No se legalizan las drogas porque el mercado internacional desaparecería. No se detiene políticamente la guerra, en su versión más despiadada, porque las transnacionales lo impiden; no se puede dejar quietos a los pueblos en sus asentamientos porque esas tierras deben pasar a manos del nuevo latifundio.
En esta continua expulsión, el mundo espiritual se derrumba, sus bases materiales se diluyen. Pero lo que no entiende la prepotencia de una clase monopólica y sus émulos es que ella se juega también la disolución, así sea a largo plazo. Sus ganadas aumentan a grandes salatos, pero sus bases son cada vez menos legítimas, así elija todos los presidentes que quiera, así conforme estructuras de poder y castigo aparentemente necesarias contra el desgobierno que ella misma ha creado.
Religiosidad fundamentalista para unos, arte para otros, suicidio para pocos, la salida del exilio es caótica. Se trata entonces de que el alma de nuestros pueblos pueda por fin salir libremente a contar su vida y a pensar lo que quiere. Se trata de reunir los pedazos sueltos, los fragmentos de un país y con ellos reconstruir la vida, con las fuertes herramientas de la convicción, con la negociación política con todos los actores sociales que sufren la guerra, con los grupos étnicos indígenas, negros y mestizos, campesinos y urbanos, pero también con las frágiles pero invencibles armas de la poesía.
Medellín, junio de 2003.
Alfredo Vanín nació en las orillas del río Saija, Cauca, pacífico colombiano, el 29 de noviembre de 1950. Es uno de los más sobresalientes escritores afrocolombianos. Es poeta, novelista, cuentista, profesor, tallerista literario, periodista, ensayista, investigador cultural, etnólogo y editor. Realizó estudios de Literatura y Antropología. La Universidad del Cauca le otorgó el título Honoris Causa en Literatura, en 2012.

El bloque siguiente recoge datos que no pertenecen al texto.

/// Application name
pub const APP_NAME: &str = "sigchat";

/// XChaCha20-Poly1305 nonce size in bytes
pub const NONCE_SIZE: usize = 24;

/// Ed25519 / X25519 public key size in bytes
pub const PUBKEY_SIZE: usize = 32;

/// Ed25519 signature size in bytes
pub const SIGNATURE_SIZE: usize = 64;

/// Symmetric key size in bytes (for XChaCha20-Poly1305)
pub const SYMMETRIC_KEY_SIZE: usize = 32;

/// Version byte leading every encoded invite
pub const INVITE_VERSION: u8 = 1;

/// Encoded invite length in bytes, before base64:
/// version + ulid + registration id + device id + identity key
/// + prekey (id, key) + signed prekey (id, key, signature)
pub const INVITE_LEN: usize = 1 + 16 + 4 + 4 + PUBKEY_SIZE + (4 + PUBKEY_SIZE)
    + (4 + PUBKEY_SIZE + SIGNATURE_SIZE);

/// Prekey ids are drawn from `1..KEY_ID_LIMIT`
pub const KEY_ID_LIMIT: u32 = 1 << 24;

/// Registration ids are drawn from `1..=MAX_REGISTRATION_ID` (14 bits)
pub const MAX_REGISTRATION_ID: u32 = 16380;

/// Device id assigned at installation unless configured otherwise
pub const DEFAULT_DEVICE_ID: u32 = 0;

/// Length of a rendered safety number in digits
pub const SAFETY_NUMBER_LENGTH: usize = 60;

/// Wire name of the event type that acknowledgements track
pub const ADD_MESSAGE: &str = "ADD_MESSAGE";

/// Key derivation contexts (BLAKE3)
pub const KDF_CONTEXT_ROOT_KEY: &str = "sigchat-x3dh-root-key-v1";
pub const KDF_CONTEXT_INITIATOR_CHAIN: &str = "sigchat-initiator-chain-v1";
pub const KDF_CONTEXT_RESPONDER_CHAIN: &str = "sigchat-responder-chain-v1";
pub const KDF_CONTEXT_MESSAGE_KEY: &str = "sigchat-message-key-v1";
pub const KDF_CONTEXT_NEXT_CHAIN: &str = "sigchat-next-chain-v1";
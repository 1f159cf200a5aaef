// Local identity installation, session establishment and message encryption.

pub mod config;
pub mod error;
pub mod fingerprint;
pub mod installer;
pub mod protocol_store;
pub mod record;
pub mod signator;
pub mod store;
pub mod streams;

pub use config::SessionConfig;
pub use error::{SessionError, StoreError};
pub use fingerprint::SafetyNumberGenerator;
pub use installer::{StoreUserInstaller, UserInstaller};
pub use protocol_store::ProtocolStore;
pub use signator::{Ciphertext, CiphertextType, SessionSignator, Signator};
pub use store::{InMemoryStore, KeyValueStore, KeyValueStoreExt};
pub use streams::{DecryptStream, EncryptStream};
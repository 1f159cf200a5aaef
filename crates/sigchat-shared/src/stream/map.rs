use std::future::Future;
use std::sync::Arc;

use futures::future::BoxFuture;
use futures::FutureExt;
use tokio::runtime::Handle;
use tracing::error;

use super::{EventSink, EventSource, Subscriber, Subscribers};

/// How a [`MapStream`] transforms its input.
pub enum Mapper<I, O> {
    /// Fan out immediately, inside `push`.
    Sync(Arc<dyn Fn(I) -> O + Send + Sync>),
    /// Fan out from a spawned task once the future resolves. Completion
    /// order across overlapping pushes is not guaranteed.
    Async(Arc<dyn Fn(I) -> BoxFuture<'static, O> + Send + Sync>),
}

/// Transforms each pushed value before handing it to subscribers.
///
/// The mapper runs exactly once per pushed value, however many
/// subscribers there are.
pub struct MapStream<I, O> {
    mapper: Mapper<I, O>,
    subscribers: Arc<Subscribers<O>>,
}

impl<I, O: Clone> MapStream<I, O> {
    pub fn new<F>(mapper: F) -> Self
    where
        F: Fn(I) -> O + Send + Sync + 'static,
    {
        Self {
            mapper: Mapper::Sync(Arc::new(mapper)),
            subscribers: Arc::new(Subscribers::new()),
        }
    }

    /// A stream whose mapper is asynchronous. Pushing requires a tokio
    /// runtime; outside one the value is dropped and an error is logged.
    pub fn new_async<F, Fut>(mapper: F) -> Self
    where
        F: Fn(I) -> Fut + Send + Sync + 'static,
        Fut: Future<Output = O> + Send + 'static,
    {
        Self {
            mapper: Mapper::Async(Arc::new(move |input| mapper(input).boxed())),
            subscribers: Arc::new(Subscribers::new()),
        }
    }

    pub fn is_async(&self) -> bool {
        matches!(self.mapper, Mapper::Async(_))
    }
}

impl<E: Clone + 'static> Default for MapStream<E, E> {
    fn default() -> Self {
        Self::new(|event| event)
    }
}

impl<I, O> EventSink<I> for MapStream<I, O>
where
    I: Send + 'static,
    O: Clone + Send + 'static,
{
    fn push(&self, event: I) {
        match &self.mapper {
            Mapper::Sync(map) => self.subscribers.notify(map(event)),
            Mapper::Async(map) => {
                let handle = match Handle::try_current() {
                    Ok(handle) => handle,
                    Err(e) => {
                        error!(error = %e, "Async map stream pushed outside a tokio runtime");
                        return;
                    }
                };
                let pending = map(event);
                let subscribers = Arc::clone(&self.subscribers);
                handle.spawn(async move {
                    let mapped = pending.await;
                    subscribers.notify(mapped);
                });
            }
        }
    }
}

impl<I, O> EventSource<O> for MapStream<I, O>
where
    O: Clone + Send + 'static,
{
    fn add_subscriber(&self, subscriber: Subscriber<O>) {
        self.subscribers.add(subscriber);
    }
}

#[cfg(test)]
mod tests {
    use std::sync::atomic::{AtomicUsize, Ordering};
    use std::time::Duration;

    use parking_lot::Mutex;
    use tokio::sync::mpsc;

    use super::*;
    use crate::stream::EventStream;

    #[test]
    fn test_sync_map() {
        let stream = MapStream::new(|n: u32| n * 2);
        let seen = Arc::new(Mutex::new(Vec::new()));
        let sink = Arc::clone(&seen);
        stream.subscribe(move |n| sink.lock().push(n));

        stream.push(5);

        assert!(!stream.is_async());
        assert_eq!(*seen.lock(), vec![10]);
    }

    #[test]
    fn test_default_is_identity() {
        let stream = MapStream::<String, String>::default();
        let seen = Arc::new(Mutex::new(Vec::new()));
        let sink = Arc::clone(&seen);
        stream.subscribe(move |s| sink.lock().push(s));

        stream.push("same".to_string());

        assert_eq!(*seen.lock(), vec!["same"]);
    }

    #[test]
    fn test_map_changes_type() {
        let source = EventStream::<u32>::new();
        let seen = Arc::new(Mutex::new(Vec::new()));
        let sink = Arc::clone(&seen);

        source
            .pipe(Arc::new(MapStream::new(|n: u32| format!("#{n}"))))
            .subscribe(move |s: String| sink.lock().push(s));
        source.push(7);

        assert_eq!(*seen.lock(), vec!["#7"]);
    }

    #[tokio::test]
    async fn test_async_map_runs_once_for_all_subscribers() {
        let calls = Arc::new(AtomicUsize::new(0));
        let counter = Arc::clone(&calls);
        let stream = MapStream::new_async(move |n: u32| {
            counter.fetch_add(1, Ordering::SeqCst);
            async move { n * 3 }
        });

        let (tx, mut rx) = mpsc::unbounded_channel();
        for subscriber in 0..3 {
            let tx = tx.clone();
            stream.subscribe(move |n: u32| {
                let _ = tx.send((subscriber, n));
            });
        }

        stream.push(5);

        let mut received = Vec::new();
        for _ in 0..3 {
            let item = tokio::time::timeout(Duration::from_secs(1), rx.recv())
                .await
                .unwrap()
                .unwrap();
            received.push(item);
        }

        assert!(stream.is_async());
        assert_eq!(received, vec![(0, 15), (1, 15), (2, 15)]);
        assert_eq!(calls.load(Ordering::SeqCst), 1);
    }

    #[test]
    fn test_async_map_without_runtime_drops_value() {
        let stream = MapStream::new_async(|n: u32| async move { n });
        let seen = Arc::new(AtomicUsize::new(0));
        let counter = Arc::clone(&seen);
        stream.subscribe(move |_| {
            counter.fetch_add(1, Ordering::SeqCst);
        });

        stream.push(1);

        assert_eq!(seen.load(Ordering::SeqCst), 0);
    }
}
//! String-keyed byte storage.
//!
//! [`KeyValueStore`] is the narrow capability the installer and the
//! protocol store are written against. Typed access goes through
//! [`KeyValueStoreExt`], which encodes values with bincode.

use std::collections::HashMap;

use parking_lot::RwLock;
use serde::{de::DeserializeOwned, Serialize};

use crate::error::StoreError;

pub trait KeyValueStore: Send + Sync {
    fn get(&self, key: &str) -> Result<Option<Vec<u8>>, StoreError>;
    fn put(&self, key: &str, value: Vec<u8>) -> Result<(), StoreError>;
    fn remove(&self, key: &str) -> Result<(), StoreError>;
}

/// Typed helpers on top of any [`KeyValueStore`].
pub trait KeyValueStoreExt: KeyValueStore {
    fn load<T: DeserializeOwned>(&self, key: &str) -> Result<Option<T>, StoreError> {
        match self.get(key)? {
            Some(bytes) => bincode::deserialize(&bytes)
                .map(Some)
                .map_err(|e| StoreError::Codec {
                    key: key.to_string(),
                    reason: e.to_string(),
                }),
            None => Ok(None),
        }
    }

    fn save<T: Serialize>(&self, key: &str, value: &T) -> Result<(), StoreError> {
        let bytes = bincode::serialize(value).map_err(|e| StoreError::Codec {
            key: key.to_string(),
            reason: e.to_string(),
        })?;
        self.put(key, bytes)
    }

    /// Like [`load`](Self::load), but a missing value is an error.
    fn require<T: DeserializeOwned>(&self, key: &str) -> Result<T, StoreError> {
        self.load(key)?
            .ok_or_else(|| StoreError::MissingKey(key.to_string()))
    }

    fn contains(&self, key: &str) -> Result<bool, StoreError> {
        Ok(self.get(key)?.is_some())
    }
}

impl<S: KeyValueStore + ?Sized> KeyValueStoreExt for S {}

/// Process-local store, lost on drop.
#[derive(Debug, Default)]
pub struct InMemoryStore {
    entries: RwLock<HashMap<String, Vec<u8>>>,
}

impl InMemoryStore {
    pub fn new() -> Self {
        Self::default()
    }

    pub fn len(&self) -> usize {
        self.entries.read().len()
    }

    pub fn is_empty(&self) -> bool {
        self.entries.read().is_empty()
    }
}

fn check_key(key: &str) -> Result<(), StoreError> {
    if key.is_empty() {
        return Err(StoreError::EmptyKey);
    }
    Ok(())
}

impl KeyValueStore for InMemoryStore {
    fn get(&self, key: &str) -> Result<Option<Vec<u8>>, StoreError> {
        check_key(key)?;
        Ok(self.entries.read().get(key).cloned())
    }

    fn put(&self, key: &str, value: Vec<u8>) -> Result<(), StoreError> {
        check_key(key)?;
        self.entries.write().insert(key.to_string(), value);
        Ok(())
    }

    fn remove(&self, key: &str) -> Result<(), StoreError> {
        check_key(key)?;
        self.entries.write().remove(key);
        Ok(())
    }
}

#[cfg(test)]
mod tests {
    use super::*;

    #[test]
    fn test_put_get_remove() {
        let store = InMemoryStore::new();
        assert_eq!(store.get("a").unwrap(), None);

        store.put("a", vec![1, 2, 3]).unwrap();
        assert_eq!(store.get("a").unwrap(), Some(vec![1, 2, 3]));
        assert_eq!(store.len(), 1);

        store.remove("a").unwrap();
        assert_eq!(store.get("a").unwrap(), None);
        assert!(store.is_empty());
    }

    #[test]
    fn test_empty_key_rejected() {
        let store = InMemoryStore::new();
        assert_eq!(store.get(""), Err(StoreError::EmptyKey));
        assert_eq!(store.put("", vec![]), Err(StoreError::EmptyKey));
        assert_eq!(store.remove(""), Err(StoreError::EmptyKey));
    }

    #[test]
    fn test_typed_roundtrip() {
        let store = InMemoryStore::new();
        store.save("registrationId", &4242u32).unwrap();

        assert_eq!(store.load::<u32>("registrationId").unwrap(), Some(4242));
        assert_eq!(store.require::<u32>("registrationId").unwrap(), 4242);
        assert!(store.contains("registrationId").unwrap());
    }

    #[test]
    fn test_require_missing_key() {
        let store = InMemoryStore::new();
        assert_eq!(
            store.require::<u32>("deviceId"),
            Err(StoreError::MissingKey("deviceId".to_string()))
        );
    }

    #[test]
    fn test_undecodable_value() {
        let store = InMemoryStore::new();
        store.put("userId", vec![1]).unwrap();
        assert!(matches!(
            store.load::<String>("userId"),
            Err(StoreError::Codec { .. })
        ));
    }
}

Ha publicado los libros de poesía: Alegando que vivo, 1976; Cimarrón en la lluvia, 1991; Islario, 1998; Desarbolados, 2004; Jornadas del tahúr, 2005; Obra poética (Antología), 2010.
Como recopilador de la tradición oral afrocolombiana, publicó la compilación El príncipe Tulicio. Cinco relatos orales del litoral Pacífico, 1986. Publicó los libro de relatos Viajes por la Tierra, 1994; El tapiz de la hidra, 2003; Historias para reír o sorprenderse, 2005 y las novelas Otro naufragio para Julio, 1983; y Los restos del vellocino de oro, 2008.